Baca berita dengan sedikit iklan, klik di sini
REAKSINYA datar-datar saja. Senyumnya juga tidak lepas. Dialah Musa Gurning, 74 tahun, tokoh masyarakat Kecamatan Porsea, Kabupaten Tobasamosir, Sumatra Utara. Padahal, organisasi lingkungan yang dimotorinya, Suara Rakyat Bersama, memperoleh Walhi Award, penghargaan dari lembaga peduli lingkungan Wahana Lingkungan Hidup Indonesia (Walhi).
Pemberian penghargaan itu diselenggarakan bertepatan dengan perayaan ulang tahun ke-20 Walhi, di Gedung Arsip Nasional, Jakarta, Ahad pekan lalu. Suara, sebut saja begitu, dinilai sebagai organisasi yang konsisten dan kompak dalam aksi penentangan terhadap perusahaan yang mencemarkan lingkungan.
Suara adalah organisasi tanpa struktur dalam bidang lingkungan hidup yang berdiri pada Agustus 1998. Organisasi itu didukung dan didirikan para kepala desa dari lima kecamatan, yaitu Porsea, Perwakilanuluan, Lumbanjulu, Pintupohan, dan Laguboti. Sebagian besar warga Kabupaten Tobasamosir, menurut klaim Musa Gurning, adalah anggota Suara. Kegiatan utamanya adalah mengadakan aksi penentangan terhadap PT Inti Indorayon Utama, perusahaan pulp, kertas, dan rayon, yang dianggap melakukan serangkaian pencemaran lingkungan di kabupaten tersebut.

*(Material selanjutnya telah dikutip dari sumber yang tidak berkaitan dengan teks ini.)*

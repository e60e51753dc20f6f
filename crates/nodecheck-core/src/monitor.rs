//! Sensor reconnection monitor
//!
//! Keeps a two-state view of the sensor link and tries to bring a dropped
//! sensor back without flooding the console.
//!
//! A detached MPU6050 does not announce itself; on these boards it simply
//! reads back as all zeros. The monitor therefore treats an all-zero reading
//! (or a bus error, which is what produces those zeros) as a lost link. A
//! sensor that genuinely measures zero on all six axes is reported as lost
//! too.
//!
//! ```text
//!            all-zero reading
//!  Connected ────────────────▶ Lost ──┐ all-zero: reinitialize, wait, retry
//!      ▲                        │ ◀───┘
//!      └────────────────────────┘
//!   reinitialize ok, or any non-zero reading
//! ```

use embedded_hal_async::delay::DelayNs;
use log::{debug, info, warn};

use crate::config::ImuNodeConfig;
use crate::diagnostics::{Diagnostic, DiagnosticSink};
use crate::error::StartupError;
use crate::sensors::{ImuSensor, MotionReading};

#[derive(Debug, Clone, Copy, PartialEq, Eq)]
pub enum LinkState {
    Connected,
    Lost,
}

/// What one [`ReconnectMonitor::poll`] did.
#[derive(Debug, Clone, Copy, PartialEq)]
pub enum PollOutcome {
    /// A valid reading was printed.
    Reading(MotionReading),
    /// The reading was all zero; a reconnection was attempted.
    Lost {
        /// This poll is the one that noticed the loss.
        first_detection: bool,
        /// The reconnection attempt succeeded.
        reconnected: bool,
    },
}

pub struct ReconnectMonitor<S> {
    sensor: S,
    config: ImuNodeConfig,
    state: LinkState,
}

impl<S: ImuSensor> ReconnectMonitor<S> {
    /// Boot the sensor once.
    ///
    /// A sensor that does not answer here is fatal: the error is returned
    /// and nothing retries it.
    pub async fn start<D, K>(
        mut sensor: S,
        config: ImuNodeConfig,
        delay: &mut D,
        sink: &mut K,
    ) -> Result<Self, StartupError>
    where
        D: DelayNs,
        K: DiagnosticSink,
    {
        delay.delay_ms(config.console_settle_ms).await;
        sink.emit(Diagnostic::ImuBanner);
        sink.emit(Diagnostic::Initializing);

        if let Err(e) = sensor.initialize().await {
            sink.emit(Diagnostic::ImuNotFound);
            return Err(StartupError::SensorNotFound(e));
        }

        sink.emit(Diagnostic::ImuFound);
        sink.emit(Diagnostic::BlankLine);

        if let Err(e) = sensor.configure(&config.settings).await {
            warn!("Sensor settings not applied: {}", e);
        }

        sink.emit(Diagnostic::ReadingStarted);
        delay.delay_ms(config.post_init_ms).await;

        Ok(Self {
            sensor,
            config,
            state: LinkState::Connected,
        })
    }

    pub fn state(&self) -> LinkState {
        self.state
    }

    pub fn connection_lost(&self) -> bool {
        self.state == LinkState::Lost
    }

    pub fn sensor(&self) -> &S {
        &self.sensor
    }

    pub fn into_sensor(self) -> S {
        self.sensor
    }

    /// One loop iteration: read, classify, print or reconnect, then wait.
    ///
    /// Exactly one fixed delay is taken per call.
    pub async fn poll<D, K>(&mut self, delay: &mut D, sink: &mut K) -> PollOutcome
    where
        D: DelayNs,
        K: DiagnosticSink,
    {
        let reading = match self.sensor.read().await {
            Ok(reading) => reading,
            Err(e) => {
                debug!("Read failed, treating as zero sample: {}", e);
                MotionReading::ZERO
            }
        };

        if !reading.is_all_zero() {
            self.state = LinkState::Connected;
            sink.emit(Diagnostic::Reading(reading));
            delay.delay_ms(self.config.poll_interval_ms).await;
            return PollOutcome::Reading(reading);
        }

        let first_detection = self.state == LinkState::Connected;
        if first_detection {
            self.state = LinkState::Lost;
            sink.emit(Diagnostic::Reading(MotionReading::ZERO));
            sink.emit(Diagnostic::ConnectionLost);
        }

        let reconnected = self.try_reconnect(sink).await;
        delay.delay_ms(self.config.retry_delay_ms).await;

        PollOutcome::Lost {
            first_detection,
            reconnected,
        }
    }

    async fn try_reconnect<K: DiagnosticSink>(&mut self, sink: &mut K) -> bool {
        match self.sensor.initialize().await {
            Ok(()) => {
                sink.emit(Diagnostic::Reconnected);
                if let Err(e) = self.sensor.configure(&self.config.settings).await {
                    warn!("Sensor settings not re-applied: {}", e);
                }
                self.state = LinkState::Connected;
                true
            }
            Err(e) => {
                debug!("Reconnect attempt failed: {}", e);
                false
            }
        }
    }

    /// Poll forever.
    pub async fn run<D, K>(&mut self, delay: &mut D, sink: &mut K) -> !
    where
        D: DelayNs,
        K: DiagnosticSink,
    {
        info!("Monitoring sensor link");
        loop {
            self.poll(delay, sink).await;
        }
    }
}

#[cfg(test)]
mod tests {
    use super::*;
    use crate::config::ImuSettings;
    use crate::sensors::{Axes, SensorError};
    use crate::test_support::{RecordingDelay, RecordingSink};
    use embassy_futures::block_on;
    use std::collections::VecDeque;
    use std::vec::Vec;

    const BUS_FAULT: SensorError = SensorError::Bus {
        sensor: "scripted",
        operation: "read",
    };

    /// Sensor that replays scripted readings and init results.
    #[derive(Default)]
    struct ScriptedImu {
        readings: VecDeque<Result<MotionReading, SensorError>>,
        init_results: VecDeque<bool>,
        init_calls: usize,
        configured: Vec<ImuSettings>,
    }

    impl ScriptedImu {
        fn new(init_results: &[bool], readings: &[MotionReading]) -> Self {
            Self {
                readings: readings.iter().copied().map(Ok).collect(),
                init_results: init_results.iter().copied().collect(),
                ..Default::default()
            }
        }
    }

    impl ImuSensor for ScriptedImu {
        async fn initialize(&mut self) -> Result<(), SensorError> {
            self.init_calls += 1;
            match self.init_results.pop_front() {
                Some(true) => Ok(()),
                _ => Err(SensorError::NotFound {
                    sensor: "scripted",
                    found: 0,
                }),
            }
        }

        async fn configure(&mut self, settings: &ImuSettings) -> Result<(), SensorError> {
            self.configured.push(*settings);
            Ok(())
        }

        async fn read(&mut self) -> Result<MotionReading, SensorError> {
            self.readings.pop_front().expect("reading script exhausted")
        }
    }

    fn ax(x: f32) -> MotionReading {
        MotionReading::new(Axes::new(x, 0.0, 0.0), Axes::ZERO)
    }

    const ZERO: MotionReading = MotionReading::ZERO;

    fn started(
        imu: ScriptedImu,
    ) -> (
        ReconnectMonitor<ScriptedImu>,
        RecordingDelay,
        RecordingSink,
    ) {
        let mut delay = RecordingDelay::default();
        let mut sink = RecordingSink::default();
        let monitor = block_on(ReconnectMonitor::start(
            imu,
            ImuNodeConfig::DEFAULT,
            &mut delay,
            &mut sink,
        ))
        .unwrap_or_else(|e| panic!("startup failed: {e}"));
        delay.waits_ms.clear();
        sink.lines.clear();
        (monitor, delay, sink)
    }

    #[test]
    fn test_startup_failure_is_fatal() {
        let imu = ScriptedImu::new(&[false], &[]);
        let mut delay = RecordingDelay::default();
        let mut sink = RecordingSink::default();

        let result = block_on(ReconnectMonitor::start(
            imu,
            ImuNodeConfig::DEFAULT,
            &mut delay,
            &mut sink,
        ));

        assert!(matches!(result, Err(StartupError::SensorNotFound(_))));
        assert_eq!(
            sink.lines,
            [
                Diagnostic::ImuBanner,
                Diagnostic::Initializing,
                Diagnostic::ImuNotFound
            ]
        );
        assert_eq!(delay.waits_ms, [2000]);
    }

    #[test]
    fn test_startup_applies_bringup_settings() {
        let imu = ScriptedImu::new(&[true], &[]);
        let mut delay = RecordingDelay::default();
        let mut sink = RecordingSink::default();

        let monitor = block_on(ReconnectMonitor::start(
            imu,
            ImuNodeConfig::DEFAULT,
            &mut delay,
            &mut sink,
        ))
        .unwrap_or_else(|e| panic!("startup failed: {e}"));

        assert_eq!(monitor.state(), LinkState::Connected);
        assert_eq!(monitor.sensor().configured, [ImuSettings::BRINGUP]);
        assert_eq!(
            sink.lines,
            [
                Diagnostic::ImuBanner,
                Diagnostic::Initializing,
                Diagnostic::ImuFound,
                Diagnostic::BlankLine,
                Diagnostic::ReadingStarted,
            ]
        );
        assert_eq!(delay.waits_ms, [2000, 1000]);
    }

    #[test]
    fn test_good_reading_is_printed_and_paced() {
        let (mut monitor, mut delay, mut sink) =
            started(ScriptedImu::new(&[true], &[ax(0.25)]));

        let outcome = block_on(monitor.poll(&mut delay, &mut sink));

        assert_eq!(outcome, PollOutcome::Reading(ax(0.25)));
        assert_eq!(sink.lines, [Diagnostic::Reading(ax(0.25))]);
        assert_eq!(delay.waits_ms, [500]);
        assert!(!monitor.connection_lost());
    }

    #[test]
    fn test_loss_then_recovery_sequence() {
        // startup ok, first reconnect fails, second succeeds
        let imu = ScriptedImu::new(&[true, false, true], &[ax(1.0), ZERO, ZERO, ax(2.0)]);
        let (mut monitor, mut delay, mut sink) = started(imu);

        let outcomes: Vec<_> = (0..4)
            .map(|_| block_on(monitor.poll(&mut delay, &mut sink)))
            .collect();

        assert_eq!(
            outcomes,
            [
                PollOutcome::Reading(ax(1.0)),
                PollOutcome::Lost {
                    first_detection: true,
                    reconnected: false
                },
                PollOutcome::Lost {
                    first_detection: false,
                    reconnected: true
                },
                PollOutcome::Reading(ax(2.0)),
            ]
        );
        assert_eq!(
            sink.lines,
            [
                Diagnostic::Reading(ax(1.0)),
                Diagnostic::Reading(ZERO),
                Diagnostic::ConnectionLost,
                Diagnostic::Reconnected,
                Diagnostic::Reading(ax(2.0)),
            ]
        );
        assert!(!monitor.connection_lost());
    }

    #[test]
    fn test_loss_is_reported_once_across_failed_retries() {
        // five failed reconnects, the sixth succeeds
        let imu = ScriptedImu::new(
            &[true, false, false, false, false, false, true],
            &[ZERO; 6],
        );
        let (mut monitor, mut delay, mut sink) = started(imu);

        for attempt in 1..=5 {
            block_on(monitor.poll(&mut delay, &mut sink));
            assert!(monitor.connection_lost(), "recovered early at {attempt}");
        }
        assert_eq!(sink.count(&Diagnostic::ConnectionLost), 1);
        assert_eq!(sink.count(&Diagnostic::Reconnected), 0);

        let outcome = block_on(monitor.poll(&mut delay, &mut sink));

        assert_eq!(
            outcome,
            PollOutcome::Lost {
                first_detection: false,
                reconnected: true
            }
        );
        assert!(!monitor.connection_lost());
        assert_eq!(sink.count(&Diagnostic::ConnectionLost), 1);
        assert_eq!(sink.lines.last(), Some(&Diagnostic::Reconnected));
        assert_eq!(monitor.sensor().init_calls, 7);
    }

    #[test]
    fn test_each_attempt_waits_exactly_once() {
        let imu = ScriptedImu::new(&[true, false, false, true], &[ZERO, ZERO, ZERO, ax(3.0)]);
        let (mut monitor, mut delay, mut sink) = started(imu);

        for _ in 0..4 {
            block_on(monitor.poll(&mut delay, &mut sink));
        }

        assert_eq!(delay.waits_ms, [500, 500, 500, 500]);
    }

    #[test]
    fn test_long_outage_prints_one_diagnostic() {
        let imu = ScriptedImu::new(&[true], &[ZERO; 50]);
        let (mut monitor, mut delay, mut sink) = started(imu);

        for _ in 0..50 {
            block_on(monitor.poll(&mut delay, &mut sink));
        }

        assert_eq!(sink.count(&Diagnostic::ConnectionLost), 1);
        assert_eq!(sink.count_matching(|d| matches!(d, Diagnostic::Reading(_))), 1);
        assert_eq!(monitor.state(), LinkState::Lost);
    }

    #[test]
    fn test_nonzero_reading_clears_loss_without_reconnect() {
        let imu = ScriptedImu::new(&[true, false], &[ZERO, ax(-0.5)]);
        let (mut monitor, mut delay, mut sink) = started(imu);

        block_on(monitor.poll(&mut delay, &mut sink));
        assert!(monitor.connection_lost());

        block_on(monitor.poll(&mut delay, &mut sink));

        assert!(!monitor.connection_lost());
        assert_eq!(monitor.sensor().init_calls, 2);
    }

    #[test]
    fn test_read_error_counts_as_zero_reading() {
        let mut imu = ScriptedImu::new(&[true], &[]);
        imu.readings.push_back(Err(BUS_FAULT));
        let (mut monitor, mut delay, mut sink) = started(imu);

        let outcome = block_on(monitor.poll(&mut delay, &mut sink));

        assert_eq!(
            outcome,
            PollOutcome::Lost {
                first_detection: true,
                reconnected: false
            }
        );
        assert_eq!(sink.count(&Diagnostic::Reading(ZERO)), 1);
    }

    #[test]
    fn test_reconnect_reapplies_settings() {
        let imu = ScriptedImu::new(&[true, true], &[ZERO]);
        let (mut monitor, mut delay, mut sink) = started(imu);

        block_on(monitor.poll(&mut delay, &mut sink));

        assert_eq!(
            monitor.into_sensor().configured,
            [ImuSettings::BRINGUP, ImuSettings::BRINGUP]
        );
    }
}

Mengingat usaha penentangan tersebut di lakukan sejak masa pemerintahan diktator Soeharto, tak aneh jika beberapa anggota organisasi ini pernah menjadi sasaran intimidasi dan teror. Rumah Musa Gurning, misalnya, pernah diserang oleh oknum aparat kepolisian pada September 1998. Akibat serangan itu, rumah Musa porak-poranda dan dua adiknya menjadi korban kekerasan. Peristiwa yang lebih berdarah terjadi pada Desember 1998. Panuju Manurung dan Sahat Butar-butar tewas karena ditembak polisi setempat.
Setelah Soeharto lengser pun, kekerasan aparat berlanjut. Korban jiwa masih saja jatuh. Pada Maret 1999, Pantun Sitorus dan Sitanggang tewas. Terakhir, pada Juni 2000, Herman Sitorus tewas akibat peluru yang ditembakkan aparat Kepolisian Sektor Porsea. "Semua peristiwa itu membuat warga Tobasamosir semakin antipati kepada Indorayon," kata Musa, yang gemar memakai celana jins dan kemeja kotak-kotak.
Walau didera berbagai teror, organisasi Suara tak gentar. Karena itulah mereka memperoleh penghargaan dari Walhi. Masih ada alasan lain. Suara dinilai berhasil mengatasi berbagai tekanan politik dan godaan gemerencing rupiah untuk melemahkan semangat juang mereka. "Konsistensi itu perlu dihargai," kata Emmy Hafild, Direktur Eksekutif Walhi. Pertimbangan lain, Suara dinilai tidak menggunakan kekerasan dalam melakukan aksinya dan lebih memilih cara pembangkangan sipil seperti memblokade suplai bahan ke pabrik.
Indorayon memang perusahaan yang bermasalah sejak masih embrio. Ketika pabrik pulp itu masih berupa cetak biru, Emil Salim, Menteri Lingkungan Hidup waktu itu, dan A.R. Soehoed, Menteri Perindustrian, sudah menyatakan keberatan atas pemilihan lokasi sumber bahan baku pabrik tersebutkarena akan menimbulkan dampak lingkungan yang besar. Pabrik itu menggunakan berbagai bahan kimia beracun dalam jumlah besar, sementara daerah yang dipakai adalah lokasi pertanian dan permukiman padat penduduk. Kecamatan Porsea dihuni sekitar 20 ribu jiwa yang tinggal di 42 desa. Mereka hidup sebagai petani dan peternak. Hanya puluhan orang yang diperkirakan bekerja di Indorayon.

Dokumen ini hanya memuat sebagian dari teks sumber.